[THE INPUT — start]

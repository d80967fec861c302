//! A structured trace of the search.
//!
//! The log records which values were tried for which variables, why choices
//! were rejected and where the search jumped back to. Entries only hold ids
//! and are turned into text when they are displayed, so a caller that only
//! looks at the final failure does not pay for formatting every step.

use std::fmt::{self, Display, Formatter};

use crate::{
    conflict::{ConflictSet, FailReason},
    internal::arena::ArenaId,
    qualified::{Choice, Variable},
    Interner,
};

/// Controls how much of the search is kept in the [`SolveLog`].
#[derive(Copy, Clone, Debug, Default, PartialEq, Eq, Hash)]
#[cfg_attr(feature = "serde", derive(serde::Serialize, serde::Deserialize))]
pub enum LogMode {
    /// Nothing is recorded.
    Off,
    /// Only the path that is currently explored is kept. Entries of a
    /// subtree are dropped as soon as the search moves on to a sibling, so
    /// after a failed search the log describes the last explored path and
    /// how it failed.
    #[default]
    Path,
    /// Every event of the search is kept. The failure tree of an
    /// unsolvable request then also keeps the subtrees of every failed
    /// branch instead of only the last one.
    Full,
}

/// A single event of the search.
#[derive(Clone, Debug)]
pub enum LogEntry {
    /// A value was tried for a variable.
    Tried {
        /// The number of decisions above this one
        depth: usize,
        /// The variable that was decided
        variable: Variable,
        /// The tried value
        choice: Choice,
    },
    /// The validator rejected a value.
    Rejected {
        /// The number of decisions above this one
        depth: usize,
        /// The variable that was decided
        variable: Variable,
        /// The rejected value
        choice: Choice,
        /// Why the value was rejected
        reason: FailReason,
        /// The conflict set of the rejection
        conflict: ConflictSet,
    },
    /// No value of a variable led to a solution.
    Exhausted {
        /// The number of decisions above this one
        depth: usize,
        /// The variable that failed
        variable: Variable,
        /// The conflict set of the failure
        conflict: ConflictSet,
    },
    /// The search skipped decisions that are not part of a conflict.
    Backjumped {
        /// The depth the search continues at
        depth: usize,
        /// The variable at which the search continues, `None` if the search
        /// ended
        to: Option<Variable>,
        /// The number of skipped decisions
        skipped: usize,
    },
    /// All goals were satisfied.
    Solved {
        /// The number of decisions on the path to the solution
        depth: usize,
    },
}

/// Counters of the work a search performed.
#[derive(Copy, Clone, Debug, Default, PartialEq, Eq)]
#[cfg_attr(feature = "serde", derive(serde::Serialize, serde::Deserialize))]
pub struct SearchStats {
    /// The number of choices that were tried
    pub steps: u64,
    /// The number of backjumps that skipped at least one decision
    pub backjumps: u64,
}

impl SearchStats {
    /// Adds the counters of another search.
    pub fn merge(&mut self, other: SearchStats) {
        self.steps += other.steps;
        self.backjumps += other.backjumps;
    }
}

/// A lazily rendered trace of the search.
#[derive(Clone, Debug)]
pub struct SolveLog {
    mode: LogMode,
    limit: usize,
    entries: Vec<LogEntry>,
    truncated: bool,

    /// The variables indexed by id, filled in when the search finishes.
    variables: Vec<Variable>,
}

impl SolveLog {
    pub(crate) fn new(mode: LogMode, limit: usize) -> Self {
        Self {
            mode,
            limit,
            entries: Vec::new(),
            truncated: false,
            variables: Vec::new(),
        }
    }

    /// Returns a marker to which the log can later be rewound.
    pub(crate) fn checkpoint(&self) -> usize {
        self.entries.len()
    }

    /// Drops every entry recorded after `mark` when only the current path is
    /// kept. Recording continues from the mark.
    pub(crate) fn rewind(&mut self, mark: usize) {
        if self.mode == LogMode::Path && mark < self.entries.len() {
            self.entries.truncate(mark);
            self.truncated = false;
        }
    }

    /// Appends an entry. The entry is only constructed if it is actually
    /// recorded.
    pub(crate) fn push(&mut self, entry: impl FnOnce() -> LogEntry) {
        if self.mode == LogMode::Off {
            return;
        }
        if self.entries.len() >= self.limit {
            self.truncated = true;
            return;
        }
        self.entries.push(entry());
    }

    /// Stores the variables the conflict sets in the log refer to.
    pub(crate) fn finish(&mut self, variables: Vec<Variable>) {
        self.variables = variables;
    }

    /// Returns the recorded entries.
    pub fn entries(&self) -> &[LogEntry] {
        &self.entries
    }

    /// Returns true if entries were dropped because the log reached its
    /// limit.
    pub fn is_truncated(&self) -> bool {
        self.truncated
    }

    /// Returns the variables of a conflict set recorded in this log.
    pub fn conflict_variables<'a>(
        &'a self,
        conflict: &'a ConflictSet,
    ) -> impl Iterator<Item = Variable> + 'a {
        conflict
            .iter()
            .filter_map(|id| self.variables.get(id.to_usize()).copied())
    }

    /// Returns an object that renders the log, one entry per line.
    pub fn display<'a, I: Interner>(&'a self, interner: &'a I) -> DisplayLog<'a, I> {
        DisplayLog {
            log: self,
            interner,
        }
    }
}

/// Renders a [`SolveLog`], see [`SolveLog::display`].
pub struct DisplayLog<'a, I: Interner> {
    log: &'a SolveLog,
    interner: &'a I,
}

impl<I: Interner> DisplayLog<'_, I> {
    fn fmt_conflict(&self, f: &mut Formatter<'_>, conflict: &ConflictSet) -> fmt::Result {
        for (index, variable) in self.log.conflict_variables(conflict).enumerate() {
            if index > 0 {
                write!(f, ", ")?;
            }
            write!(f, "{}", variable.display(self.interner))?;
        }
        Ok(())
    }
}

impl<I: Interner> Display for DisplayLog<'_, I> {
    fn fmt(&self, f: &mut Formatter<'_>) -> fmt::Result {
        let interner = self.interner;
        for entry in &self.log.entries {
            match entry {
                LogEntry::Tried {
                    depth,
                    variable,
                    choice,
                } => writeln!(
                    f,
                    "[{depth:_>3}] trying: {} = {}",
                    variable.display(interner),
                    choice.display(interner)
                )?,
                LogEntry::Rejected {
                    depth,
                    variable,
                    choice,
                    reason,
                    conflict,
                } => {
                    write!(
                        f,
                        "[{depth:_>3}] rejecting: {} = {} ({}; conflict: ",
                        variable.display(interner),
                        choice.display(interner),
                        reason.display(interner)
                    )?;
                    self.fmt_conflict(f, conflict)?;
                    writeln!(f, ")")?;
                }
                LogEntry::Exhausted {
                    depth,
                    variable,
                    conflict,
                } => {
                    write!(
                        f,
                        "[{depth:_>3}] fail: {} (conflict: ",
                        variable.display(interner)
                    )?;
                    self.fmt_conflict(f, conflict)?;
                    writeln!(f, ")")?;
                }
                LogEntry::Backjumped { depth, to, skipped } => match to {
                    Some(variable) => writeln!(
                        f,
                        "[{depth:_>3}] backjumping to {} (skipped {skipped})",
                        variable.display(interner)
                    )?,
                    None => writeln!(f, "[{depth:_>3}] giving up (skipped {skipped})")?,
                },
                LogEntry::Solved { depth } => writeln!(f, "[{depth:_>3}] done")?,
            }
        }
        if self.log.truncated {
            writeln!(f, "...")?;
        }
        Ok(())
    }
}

[THE INPUT — finish]
[THE INPUT — start]

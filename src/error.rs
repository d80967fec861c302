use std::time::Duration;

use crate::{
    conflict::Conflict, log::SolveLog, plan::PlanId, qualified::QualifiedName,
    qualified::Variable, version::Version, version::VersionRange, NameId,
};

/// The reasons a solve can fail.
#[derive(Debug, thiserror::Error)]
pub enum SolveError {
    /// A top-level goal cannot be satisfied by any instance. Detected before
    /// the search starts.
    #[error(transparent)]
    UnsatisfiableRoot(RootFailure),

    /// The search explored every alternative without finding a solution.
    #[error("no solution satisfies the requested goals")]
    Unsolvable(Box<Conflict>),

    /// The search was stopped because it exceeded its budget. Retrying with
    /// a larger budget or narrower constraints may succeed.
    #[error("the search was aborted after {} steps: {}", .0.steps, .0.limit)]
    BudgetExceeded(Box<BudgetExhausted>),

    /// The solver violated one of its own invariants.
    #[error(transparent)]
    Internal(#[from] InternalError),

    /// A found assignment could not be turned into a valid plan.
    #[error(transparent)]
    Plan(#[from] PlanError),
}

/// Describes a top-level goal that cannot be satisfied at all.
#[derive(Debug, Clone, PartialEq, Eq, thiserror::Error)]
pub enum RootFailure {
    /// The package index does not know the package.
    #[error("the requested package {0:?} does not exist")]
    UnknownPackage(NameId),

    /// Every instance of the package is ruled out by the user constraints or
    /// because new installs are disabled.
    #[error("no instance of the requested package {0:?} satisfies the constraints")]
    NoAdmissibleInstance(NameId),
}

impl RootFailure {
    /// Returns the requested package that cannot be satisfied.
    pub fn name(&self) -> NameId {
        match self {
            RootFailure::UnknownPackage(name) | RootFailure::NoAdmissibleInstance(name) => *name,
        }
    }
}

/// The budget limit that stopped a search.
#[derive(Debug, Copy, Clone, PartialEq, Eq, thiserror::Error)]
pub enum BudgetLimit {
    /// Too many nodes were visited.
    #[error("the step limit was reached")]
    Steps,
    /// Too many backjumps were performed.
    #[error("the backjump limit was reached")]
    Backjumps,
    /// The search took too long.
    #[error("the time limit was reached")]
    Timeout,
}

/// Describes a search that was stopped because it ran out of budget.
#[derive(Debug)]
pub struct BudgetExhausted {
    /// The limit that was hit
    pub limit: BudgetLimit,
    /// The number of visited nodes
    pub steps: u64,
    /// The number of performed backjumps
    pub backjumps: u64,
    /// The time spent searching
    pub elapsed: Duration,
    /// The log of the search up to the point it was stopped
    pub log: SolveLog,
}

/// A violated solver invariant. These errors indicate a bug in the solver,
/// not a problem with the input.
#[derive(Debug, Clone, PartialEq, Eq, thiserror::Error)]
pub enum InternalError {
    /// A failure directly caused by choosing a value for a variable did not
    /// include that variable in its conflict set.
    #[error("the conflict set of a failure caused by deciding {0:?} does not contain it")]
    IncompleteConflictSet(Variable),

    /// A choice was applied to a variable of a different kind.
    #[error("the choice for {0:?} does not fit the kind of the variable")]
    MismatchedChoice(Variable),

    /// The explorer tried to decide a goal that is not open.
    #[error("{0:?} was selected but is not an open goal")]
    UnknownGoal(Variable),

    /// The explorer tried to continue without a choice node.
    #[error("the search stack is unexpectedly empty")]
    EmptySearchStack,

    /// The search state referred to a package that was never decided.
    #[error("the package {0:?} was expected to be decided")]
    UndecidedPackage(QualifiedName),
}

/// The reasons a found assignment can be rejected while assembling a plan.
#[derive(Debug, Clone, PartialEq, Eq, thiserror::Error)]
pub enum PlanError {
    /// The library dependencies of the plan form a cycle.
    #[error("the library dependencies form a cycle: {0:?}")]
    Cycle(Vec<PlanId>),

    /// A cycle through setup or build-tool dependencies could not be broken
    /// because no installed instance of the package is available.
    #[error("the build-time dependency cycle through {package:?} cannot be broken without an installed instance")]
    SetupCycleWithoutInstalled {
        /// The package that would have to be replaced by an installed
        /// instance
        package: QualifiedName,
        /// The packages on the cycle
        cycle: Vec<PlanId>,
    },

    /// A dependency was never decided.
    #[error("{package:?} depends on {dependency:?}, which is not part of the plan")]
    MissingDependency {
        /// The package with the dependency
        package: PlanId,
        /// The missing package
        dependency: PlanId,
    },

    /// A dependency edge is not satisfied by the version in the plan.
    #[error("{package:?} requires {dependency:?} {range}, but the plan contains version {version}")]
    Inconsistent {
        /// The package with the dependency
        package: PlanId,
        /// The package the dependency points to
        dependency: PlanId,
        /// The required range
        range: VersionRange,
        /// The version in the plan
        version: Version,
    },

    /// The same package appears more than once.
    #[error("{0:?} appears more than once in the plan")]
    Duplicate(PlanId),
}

[THE INPUT — finish]
[THE INPUT — start]

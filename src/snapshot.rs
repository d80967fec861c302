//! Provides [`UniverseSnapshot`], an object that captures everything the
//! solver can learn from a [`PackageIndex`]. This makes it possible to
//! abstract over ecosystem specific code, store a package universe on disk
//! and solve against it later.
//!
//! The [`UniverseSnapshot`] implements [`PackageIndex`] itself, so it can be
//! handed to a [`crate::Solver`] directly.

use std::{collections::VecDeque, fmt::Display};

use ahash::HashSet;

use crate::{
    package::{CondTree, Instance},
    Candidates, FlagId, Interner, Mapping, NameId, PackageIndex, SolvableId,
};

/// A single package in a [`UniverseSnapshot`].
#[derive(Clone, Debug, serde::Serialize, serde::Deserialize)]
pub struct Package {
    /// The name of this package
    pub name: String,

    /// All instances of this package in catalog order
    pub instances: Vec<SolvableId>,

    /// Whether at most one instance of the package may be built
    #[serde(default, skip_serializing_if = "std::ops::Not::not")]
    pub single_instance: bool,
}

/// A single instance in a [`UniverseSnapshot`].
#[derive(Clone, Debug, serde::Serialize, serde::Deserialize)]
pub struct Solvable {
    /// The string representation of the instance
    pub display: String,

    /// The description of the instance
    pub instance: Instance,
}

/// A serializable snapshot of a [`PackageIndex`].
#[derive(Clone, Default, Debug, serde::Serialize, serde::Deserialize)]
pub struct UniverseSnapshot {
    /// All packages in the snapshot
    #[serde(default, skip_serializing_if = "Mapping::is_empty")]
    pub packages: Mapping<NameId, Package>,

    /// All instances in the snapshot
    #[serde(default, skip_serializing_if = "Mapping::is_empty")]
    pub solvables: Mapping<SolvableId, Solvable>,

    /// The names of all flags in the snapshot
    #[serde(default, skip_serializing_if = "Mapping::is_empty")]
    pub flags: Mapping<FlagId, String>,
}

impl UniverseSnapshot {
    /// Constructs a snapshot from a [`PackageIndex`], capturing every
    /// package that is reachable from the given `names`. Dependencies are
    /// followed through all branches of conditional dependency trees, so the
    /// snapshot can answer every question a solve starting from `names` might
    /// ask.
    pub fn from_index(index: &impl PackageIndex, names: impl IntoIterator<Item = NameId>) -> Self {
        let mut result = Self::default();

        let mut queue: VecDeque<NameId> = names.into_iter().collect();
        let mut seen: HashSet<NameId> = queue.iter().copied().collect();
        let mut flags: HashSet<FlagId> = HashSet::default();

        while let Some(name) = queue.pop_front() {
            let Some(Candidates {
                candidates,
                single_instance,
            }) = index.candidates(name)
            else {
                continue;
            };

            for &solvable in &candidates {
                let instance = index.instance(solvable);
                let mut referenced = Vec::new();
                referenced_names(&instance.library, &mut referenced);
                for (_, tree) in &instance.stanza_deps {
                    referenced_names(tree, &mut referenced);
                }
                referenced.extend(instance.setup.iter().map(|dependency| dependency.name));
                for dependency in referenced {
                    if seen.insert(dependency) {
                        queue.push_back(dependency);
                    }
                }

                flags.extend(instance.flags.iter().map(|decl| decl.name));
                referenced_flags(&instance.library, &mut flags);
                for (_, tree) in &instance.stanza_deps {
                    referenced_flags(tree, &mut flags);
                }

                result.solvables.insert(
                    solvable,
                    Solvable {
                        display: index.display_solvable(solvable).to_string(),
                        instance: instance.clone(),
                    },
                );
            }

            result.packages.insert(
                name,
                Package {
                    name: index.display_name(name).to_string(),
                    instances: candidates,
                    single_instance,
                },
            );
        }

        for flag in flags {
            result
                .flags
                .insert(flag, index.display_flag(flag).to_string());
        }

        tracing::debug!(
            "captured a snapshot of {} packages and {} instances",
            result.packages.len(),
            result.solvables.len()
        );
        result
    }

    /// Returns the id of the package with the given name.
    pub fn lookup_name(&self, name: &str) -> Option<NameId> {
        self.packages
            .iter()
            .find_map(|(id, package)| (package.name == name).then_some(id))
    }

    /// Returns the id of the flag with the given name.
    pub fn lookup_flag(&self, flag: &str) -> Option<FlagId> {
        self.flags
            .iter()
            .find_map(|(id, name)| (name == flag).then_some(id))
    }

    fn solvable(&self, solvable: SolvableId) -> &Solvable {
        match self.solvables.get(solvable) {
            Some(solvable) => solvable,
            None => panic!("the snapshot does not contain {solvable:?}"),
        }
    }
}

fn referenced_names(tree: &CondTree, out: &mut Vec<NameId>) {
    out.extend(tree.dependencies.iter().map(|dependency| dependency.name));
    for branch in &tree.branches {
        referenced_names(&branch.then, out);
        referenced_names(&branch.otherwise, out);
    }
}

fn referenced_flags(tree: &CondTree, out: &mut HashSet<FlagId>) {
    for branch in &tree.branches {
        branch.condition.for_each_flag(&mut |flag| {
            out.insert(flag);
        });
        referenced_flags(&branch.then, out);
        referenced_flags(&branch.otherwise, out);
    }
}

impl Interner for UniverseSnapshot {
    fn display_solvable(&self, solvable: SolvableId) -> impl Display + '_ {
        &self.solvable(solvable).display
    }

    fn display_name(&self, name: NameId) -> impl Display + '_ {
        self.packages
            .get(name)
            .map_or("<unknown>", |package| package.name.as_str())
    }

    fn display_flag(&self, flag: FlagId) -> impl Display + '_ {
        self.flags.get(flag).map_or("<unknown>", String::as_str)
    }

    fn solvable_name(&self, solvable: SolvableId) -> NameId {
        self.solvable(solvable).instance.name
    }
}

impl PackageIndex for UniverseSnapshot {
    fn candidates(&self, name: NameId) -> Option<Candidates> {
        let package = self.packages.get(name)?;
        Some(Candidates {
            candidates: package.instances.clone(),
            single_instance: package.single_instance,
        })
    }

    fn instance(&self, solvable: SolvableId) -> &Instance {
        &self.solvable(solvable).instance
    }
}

[THE INPUT — finish]

▶ [YOUR ASSIGNMENT]
Please copy out each line of the material that contains the string "InternalError".

▶ [WRITTEN SOLUTION]
    Internal(#[from] InternalError),
pub enum InternalError {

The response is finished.